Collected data
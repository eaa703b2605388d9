use crate::demo::{run_demo, run_evaluate, run_limits, DemoArgs, EvaluateArgs, LimitsArgs};
use crate::server;
use belize_grants::error::AppError;
use clap::{Args, Parser, Subcommand};
use std::path::PathBuf;

#[derive(Parser, Debug)]
#[command(
    name = "Belize Fund Grants Portal",
    about = "Run the grants portal service or check award eligibility from the command line",
    version
)]
struct Cli {
    #[command(subcommand)]
    command: Option<Command>,
}

#[derive(Subcommand, Debug)]
enum Command {
    /// Start the HTTP service (default command)
    Serve(ServeArgs),
    /// Inspect award-category limits and check budget figures
    Awards {
        #[command(subcommand)]
        command: AwardsCommand,
    },
    /// Walk a sample GAP proposal through the wizard against an in-memory backend
    Demo(DemoArgs),
}

#[derive(Subcommand, Debug)]
enum AwardsCommand {
    /// Print the limits table, or one category's limits
    Limits(LimitsArgs),
    /// Evaluate requested and co-financing amounts against a category
    Evaluate(EvaluateArgs),
}

#[derive(Args, Debug, Default)]
pub(crate) struct ServeArgs {
    /// Override the configured host for the HTTP server
    #[arg(long)]
    pub(crate) host: Option<String>,
    /// Override the configured port for the HTTP server
    #[arg(long)]
    pub(crate) port: Option<u16>,
    /// JSON applicant profile served to the prefill endpoints
    #[arg(long, value_name = "PATH")]
    pub(crate) profile: Option<PathBuf>,
}

pub(crate) async fn run() -> Result<(), AppError> {
    let cli = Cli::parse();
    let command = cli
        .command
        .unwrap_or_else(|| Command::Serve(ServeArgs::default()));

    match command {
        Command::Serve(args) => server::run(args).await,
        Command::Awards {
            command: AwardsCommand::Limits(args),
        } => run_limits(args),
        Command::Awards {
            command: AwardsCommand::Evaluate(args),
        } => run_evaluate(args),
        Command::Demo(args) => run_demo(args).await,
    }
}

What you are asked to do
Output each of the records exactly as it stands above.

Problem solution
repository eaa703b2605388d9
use crate::demo::{run_demo, run_evaluate, run_limits, DemoArgs, EvaluateArgs, LimitsArgs};
use crate::server;
use belize_grants::error::AppError;
use clap::{Args, Parser, Subcommand};
use std::path::PathBuf;

#[derive(Parser, Debug)]
#[command(
    name = "Belize Fund Grants Portal",
    about = "Run the grants portal service or check award eligibility from the command line",
    version
)]
struct Cli {
    #[command(subcommand)]
    command: Option<Command>,
}

#[derive(Subcommand, Debug)]
enum Command {
    /// Start the HTTP service (default command)
    Serve(ServeArgs),
    /// Inspect award-category limits and check budget figures
    Awards {
        #[command(subcommand)]
        command: AwardsCommand,
    },
    /// Walk a sample GAP proposal through the wizard against an in-memory backend
    Demo(DemoArgs),
}

#[derive(Subcommand, Debug)]
enum AwardsCommand {
    /// Print the limits table, or one category's limits
    Limits(LimitsArgs),
    /// Evaluate requested and co-financing amounts against a category
    Evaluate(EvaluateArgs),
}

#[derive(Args, Debug, Default)]
pub(crate) struct ServeArgs {
    /// Override the configured host for the HTTP server
    #[arg(long)]
    pub(crate) host: Option<String>,
    /// Override the configured port for the HTTP server
    #[arg(long)]
    pub(crate) port: Option<u16>,
    /// JSON applicant profile served to the prefill endpoints
    #[arg(long, value_name = "PATH")]
    pub(crate) profile: Option<PathBuf>,
}

pub(crate) async fn run() -> Result<(), AppError> {
    let cli = Cli::parse();
    let command = cli
        .command
        .unwrap_or_else(|| Command::Serve(ServeArgs::default()));

    match command {
        Command::Serve(args) => server::run(args).await,
        Command::Awards {
            command: AwardsCommand::Limits(args),
        } => run_limits(args),
        Command::Awards {
            command: AwardsCommand::Evaluate(args),
        } => run_evaluate(args),
        Command::Demo(args) => run_demo(args).await,
    }
}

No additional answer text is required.